use serde::Serialize;

use crate::config::KeywordConfig;
use crate::error::MappingError;
use crate::model::{ColumnMapping, Field, ResolvedColumns};
use crate::similarity::{case_key, fold_key};

/// Best-effort mapping plus the fields it could not fill.
#[derive(Debug, Clone, PartialEq, Eq, Serialize)]
pub struct MappingGuess {
    pub mapping: ColumnMapping,
    /// Fields left unset. Advisory only: the operator fixes these in the
    /// mapping step.
    pub unmapped: Vec<Field>,
}

impl MappingGuess {
    pub fn is_complete(&self) -> bool {
        self.mapping.is_complete()
    }
}

/// Guess a header for each canonical field.
///
/// Fields set in `prior` are kept when their header still exists. For every
/// other field the ranked keywords are tried in order; the first header (in
/// header order) containing the first keyword that matches anything wins.
/// A header claimed by an earlier field is not reused.
pub fn guess_mapping(
    headers: &[String],
    prior: Option<&ColumnMapping>,
    keywords: &KeywordConfig,
) -> MappingGuess {
    let folded: Vec<String> = headers.iter().map(|h| fold_key(h)).collect();
    let mut claimed = vec![false; headers.len()];
    let mut mapping = ColumnMapping::default();

    if let Some(prior) = prior {
        for field in Field::ALL {
            if let Some(idx) = prior.get(field).and_then(|h| header_index(headers, h)) {
                if !claimed[idx] {
                    claimed[idx] = true;
                    mapping.set(field, Some(headers[idx].clone()));
                }
            }
        }
    }

    for field in Field::ALL {
        if mapping.get(field).is_some() {
            continue;
        }
        let hit = keywords.for_field(field).iter().find_map(|keyword| {
            let keyword = fold_key(keyword);
            if keyword.is_empty() {
                return None;
            }
            folded
                .iter()
                .enumerate()
                .find(|(idx, header)| !claimed[*idx] && header.contains(&keyword))
                .map(|(idx, _)| idx)
        });
        if let Some(idx) = hit {
            claimed[idx] = true;
            mapping.set(field, Some(headers[idx].clone()));
        }
    }

    let unmapped = Field::ALL
        .into_iter()
        .filter(|f| mapping.get(*f).is_none())
        .collect();

    MappingGuess { mapping, unmapped }
}

/// Resolve a mapping against the header row.
///
/// Fails when the name column or both price columns are unset, or when a set
/// field names a header the file does not have.
pub fn resolve(mapping: &ColumnMapping, headers: &[String]) -> Result<ResolvedColumns, MappingError> {
    let lookup = |field: Field| -> Result<Option<usize>, MappingError> {
        match mapping.get(field) {
            None => Ok(None),
            Some(header) => header_index(headers, header)
                .map(Some)
                .ok_or_else(|| MappingError::UnknownHeader {
                    field,
                    header: header.to_string(),
                }),
        }
    };

    let name = lookup(Field::Name)?.ok_or(MappingError::MissingNameColumn)?;
    let purchase = lookup(Field::Purchase)?;
    let sale = lookup(Field::Sale)?;
    if purchase.is_none() && sale.is_none() {
        return Err(MappingError::MissingPriceColumn);
    }
    let group = lookup(Field::Group)?;

    Ok(ResolvedColumns { name, purchase, sale, group })
}

/// Position of `header`: exact (trimmed) match first, then case-insensitive.
fn header_index(headers: &[String], header: &str) -> Option<usize> {
    let wanted = header.trim();
    headers
        .iter()
        .position(|h| h.trim() == wanted)
        .or_else(|| {
            let key = case_key(wanted);
            headers.iter().position(|h| case_key(h) == key)
        })
}
//! `resortdesk-recon` — Catalog bulk-import reconciliation engine.
//!
//! Pure engine crate: receives a decoded spreadsheet grid and a catalog
//! handle, returns classified rows and per-row apply outcomes.
//! No CLI, file or database dependencies.

pub mod catalog;
pub mod classify;
pub mod commit;
pub mod config;
pub mod decision;
pub mod engine;
pub mod error;
pub mod mapper;
pub mod matcher;
pub mod model;
pub mod normalize;
pub mod session;
pub mod similarity;
pub mod summary;
pub mod wire;

pub use catalog::{Catalog, MemoryCatalog};
pub use config::{KeywordConfig, MatchConfig};
pub use decision::Decisions;
pub use engine::{apply, prepare, preview};
pub use error::{
    CatalogError, CommitError, ConfigError, DecisionError, ImportError, MappingError, RowValidationError, SessionError,
};
pub use mapper::{guess_mapping, MappingGuess};
pub use model::{
    Action, ApplyOutcome, CandidateRecord, CatalogProduct, ColumnMapping, Decision, DecisionEntry, Field, Grid,
    ImportSummary, MatchResult, MatchStatus, NewProduct, Outcome, PriceUpdate, ProductGroup, ProductId, RawRow,
    RowNumber, RowOutcome,
};
pub use session::{ImportSession, Stage};
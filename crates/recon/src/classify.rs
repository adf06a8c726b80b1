use std::collections::BTreeMap;

use tracing::debug;

use crate::config::MatchConfig;
use crate::matcher::{BestMatch, CatalogIndex};
use crate::model::{CandidateRecord, CatalogProduct, MatchResult, MatchStatus};

/// Classify every candidate against a catalog snapshot.
///
/// Returns exactly one result per candidate, in candidate order:
/// - invalid row → UNMATCHED, no suggestion
/// - best similarity ≥ high → NO_CHANGE when every supplied price equals the
///   product's (within `price_tolerance_cents`), MATCH otherwise
/// - low ≤ best < high → UNMATCHED with the best product as suggestion
/// - below low, or empty catalog → NEW
///
/// Pure and deterministic: the catalog is scanned in id order and ties go to
/// the lowest id.
pub fn classify(candidates: &[CandidateRecord], catalog: &[CatalogProduct], config: &MatchConfig) -> Vec<MatchResult> {
    let index = CatalogIndex::new(catalog);
    let results: Vec<MatchResult> = candidates
        .iter()
        .map(|c| classify_one(c, &index, config))
        .collect();

    debug!(
        rows = results.len(),
        catalog = index.len(),
        counts = ?status_counts(&results),
        "classified import rows"
    );
    results
}

fn classify_one(candidate: &CandidateRecord, index: &CatalogIndex<'_>, config: &MatchConfig) -> MatchResult {
    let mut result = MatchResult {
        row: candidate.row,
        status: MatchStatus::New,
        name: candidate.name.clone(),
        purchase_cents: candidate.purchase_cents,
        sale_cents: candidate.sale_cents,
        group_name: candidate.group_name.clone(),
        matched_product: None,
        similarity: None,
        suggested_product: None,
        suggested_similarity: None,
        validation_error: None,
    };

    if let Some(err) = &candidate.validation_error {
        result.status = MatchStatus::Unmatched;
        result.validation_error = Some(err.to_string());
        return result;
    }

    match index.best_match(&candidate.name, config) {
        Some(BestMatch { product, similarity }) if similarity >= config.high_threshold => {
            result.status = if prices_unchanged(candidate, product, config.price_tolerance_cents) {
                MatchStatus::NoChange
            } else {
                MatchStatus::Match
            };
            result.matched_product = Some(product.clone());
            result.similarity = Some(similarity);
        }
        Some(BestMatch { product, similarity }) if similarity >= config.low_threshold => {
            result.status = MatchStatus::Unmatched;
            result.suggested_product = Some(product.clone());
            result.suggested_similarity = Some(similarity);
            result.similarity = Some(similarity);
        }
        _ => {}
    }

    result
}

/// True when no supplied price differs from the product's by more than
/// `tolerance`. A price the row does not supply is not a difference.
pub fn prices_unchanged(candidate: &CandidateRecord, product: &CatalogProduct, tolerance: i64) -> bool {
    let same = |supplied: Option<i64>, current: i64| supplied.map_or(true, |v| (v - current).abs() <= tolerance);
    same(candidate.purchase_cents, product.purchase_cents) && same(candidate.sale_cents, product.sale_cents)
}

/// Count of results per status, keyed by the status label.
pub fn status_counts(results: &[MatchResult]) -> BTreeMap<String, usize> {
    let mut counts = BTreeMap::new();
    for r in results {
        *counts.entry(r.status.to_string()).or_insert(0) += 1;
    }
    counts
}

> _What to produce_
Transcribe all of the data so that each line matches the source exactly.

> _Answer to this exercise_
use serde::Serialize;

use crate::config::KeywordConfig;
use crate::error::MappingError;
use crate::model::{ColumnMapping, Field, ResolvedColumns};
use crate::similarity::{case_key, fold_key};

/// Best-effort mapping plus the fields it could not fill.
#[derive(Debug, Clone, PartialEq, Eq, Serialize)]
pub struct MappingGuess {
    pub mapping: ColumnMapping,
    /// Fields left unset. Advisory only: the operator fixes these in the
    /// mapping step.
    pub unmapped: Vec<Field>,
}

impl MappingGuess {
    pub fn is_complete(&self) -> bool {
        self.mapping.is_complete()
    }
}

/// Guess a header for each canonical field.
///
/// Fields set in `prior` are kept when their header still exists. For every
/// other field the ranked keywords are tried in order; the first header (in
/// header order) containing the first keyword that matches anything wins.
/// A header claimed by an earlier field is not reused.
pub fn guess_mapping(
    headers: &[String],
    prior: Option<&ColumnMapping>,
    keywords: &KeywordConfig,
) -> MappingGuess {
    let folded: Vec<String> = headers.iter().map(|h| fold_key(h)).collect();
    let mut claimed = vec![false; headers.len()];
    let mut mapping = ColumnMapping::default();

    if let Some(prior) = prior {
        for field in Field::ALL {
            if let Some(idx) = prior.get(field).and_then(|h| header_index(headers, h)) {
                if !claimed[idx] {
                    claimed[idx] = true;
                    mapping.set(field, Some(headers[idx].clone()));
                }
            }
        }
    }

    for field in Field::ALL {
        if mapping.get(field).is_some() {
            continue;
        }
        let hit = keywords.for_field(field).iter().find_map(|keyword| {
            let keyword = fold_key(keyword);
            if keyword.is_empty() {
                return None;
            }
            folded
                .iter()
                .enumerate()
                .find(|(idx, header)| !claimed[*idx] && header.contains(&keyword))
                .map(|(idx, _)| idx)
        });
        if let Some(idx) = hit {
            claimed[idx] = true;
            mapping.set(field, Some(headers[idx].clone()));
        }
    }

    let unmapped = Field::ALL
        .into_iter()
        .filter(|f| mapping.get(*f).is_none())
        .collect();

    MappingGuess { mapping, unmapped }
}

/// Resolve a mapping against the header row.
///
/// Fails when the name column or both price columns are unset, or when a set
/// field names a header the file does not have.
pub fn resolve(mapping: &ColumnMapping, headers: &[String]) -> Result<ResolvedColumns, MappingError> {
    let lookup = |field: Field| -> Result<Option<usize>, MappingError> {
        match mapping.get(field) {
            None => Ok(None),
            Some(header) => header_index(headers, header)
                .map(Some)
                .ok_or_else(|| MappingError::UnknownHeader {
                    field,
                    header: header.to_string(),
                }),
        }
    };

    let name = lookup(Field::Name)?.ok_or(MappingError::MissingNameColumn)?;
    let purchase = lookup(Field::Purchase)?;
    let sale = lookup(Field::Sale)?;
    if purchase.is_none() && sale.is_none() {
        return Err(MappingError::MissingPriceColumn);
    }
    let group = lookup(Field::Group)?;

    Ok(ResolvedColumns { name, purchase, sale, group })
}

/// Position of `header`: exact (trimmed) match first, then case-insensitive.
fn header_index(headers: &[String], header: &str) -> Option<usize> {
    let wanted = header.trim();
    headers
        .iter()
        .position(|h| h.trim() == wanted)
        .or_else(|| {
            let key = case_key(wanted);
            headers.iter().position(|h| case_key(h) == key)
        })
}
//! `resortdesk-recon` — Catalog bulk-import reconciliation engine.
//!
//! Pure engine crate: receives a decoded spreadsheet grid and a catalog
//! handle, returns classified rows and per-row apply outcomes.
//! No CLI, file or database dependencies.

pub mod catalog;
pub mod classify;
pub mod commit;
pub mod config;
pub mod decision;
pub mod engine;
pub mod error;
pub mod mapper;
pub mod matcher;
pub mod model;
pub mod normalize;
pub mod session;
pub mod similarity;
pub mod summary;
pub mod wire;

pub use catalog::{Catalog, MemoryCatalog};
pub use config::{KeywordConfig, MatchConfig};
pub use decision::Decisions;
pub use engine::{apply, prepare, preview};
pub use error::{
    CatalogError, CommitError, ConfigError, DecisionError, ImportError, MappingError, RowValidationError, SessionError,
};
pub use mapper::{guess_mapping, MappingGuess};
pub use model::{
    Action, ApplyOutcome, CandidateRecord, CatalogProduct, ColumnMapping, Decision, DecisionEntry, Field, Grid,
    ImportSummary, MatchResult, MatchStatus, NewProduct, Outcome, PriceUpdate, ProductGroup, ProductId, RawRow,
    RowNumber, RowOutcome,
};
pub use session::{ImportSession, Stage};
filename crates/recon/src/classify.rs
repository adf06a8c726b80b1
use std::collections::BTreeMap;

use tracing::debug;

use crate::config::MatchConfig;
use crate::matcher::{BestMatch, CatalogIndex};
use crate::model::{CandidateRecord, CatalogProduct, MatchResult, MatchStatus};

/// Classify every candidate against a catalog snapshot.
///
/// Returns exactly one result per candidate, in candidate order:
/// - invalid row → UNMATCHED, no suggestion
/// - best similarity ≥ high → NO_CHANGE when every supplied price equals the
///   product's (within `price_tolerance_cents`), MATCH otherwise
/// - low ≤ best < high → UNMATCHED with the best product as suggestion
/// - below low, or empty catalog → NEW
///
/// Pure and deterministic: the catalog is scanned in id order and ties go to
/// the lowest id.
pub fn classify(candidates: &[CandidateRecord], catalog: &[CatalogProduct], config: &MatchConfig) -> Vec<MatchResult> {
    let index = CatalogIndex::new(catalog);
    let results: Vec<MatchResult> = candidates
        .iter()
        .map(|c| classify_one(c, &index, config))
        .collect();

    debug!(
        rows = results.len(),
        catalog = index.len(),
        counts = ?status_counts(&results),
        "classified import rows"
    );
    results
}

fn classify_one(candidate: &CandidateRecord, index: &CatalogIndex<'_>, config: &MatchConfig) -> MatchResult {
    let mut result = MatchResult {
        row: candidate.row,
        status: MatchStatus::New,
        name: candidate.name.clone(),
        purchase_cents: candidate.purchase_cents,
        sale_cents: candidate.sale_cents,
        group_name: candidate.group_name.clone(),
        matched_product: None,
        similarity: None,
        suggested_product: None,
        suggested_similarity: None,
        validation_error: None,
    };

    if let Some(err) = &candidate.validation_error {
        result.status = MatchStatus::Unmatched;
        result.validation_error = Some(err.to_string());
        return result;
    }

    match index.best_match(&candidate.name, config) {
        Some(BestMatch { product, similarity }) if similarity >= config.high_threshold => {
            result.status = if prices_unchanged(candidate, product, config.price_tolerance_cents) {
                MatchStatus::NoChange
            } else {
                MatchStatus::Match
            };
            result.matched_product = Some(product.clone());
            result.similarity = Some(similarity);
        }
        Some(BestMatch { product, similarity }) if similarity >= config.low_threshold => {
            result.status = MatchStatus::Unmatched;
            result.suggested_product = Some(product.clone());
            result.suggested_similarity = Some(similarity);
            result.similarity = Some(similarity);
        }
        _ => {}
    }

    result
}

/// True when no supplied price differs from the product's by more than
/// `tolerance`. A price the row does not supply is not a difference.
pub fn prices_unchanged(candidate: &CandidateRecord, product: &CatalogProduct, tolerance: i64) -> bool {
    let same = |supplied: Option<i64>, current: i64| supplied.map_or(true, |v| (v - current).abs() <= tolerance);
    same(candidate.purchase_cents, product.purchase_cents) && same(candidate.sale_cents, product.sale_cents)
}

/// Count of results per status, keyed by the status label.
pub fn status_counts(results: &[MatchResult]) -> BTreeMap<String, usize> {
    let mut counts = BTreeMap::new();
    for r in results {
        *counts.entry(r.status.to_string()).or_insert(0) += 1;
    }
    counts
}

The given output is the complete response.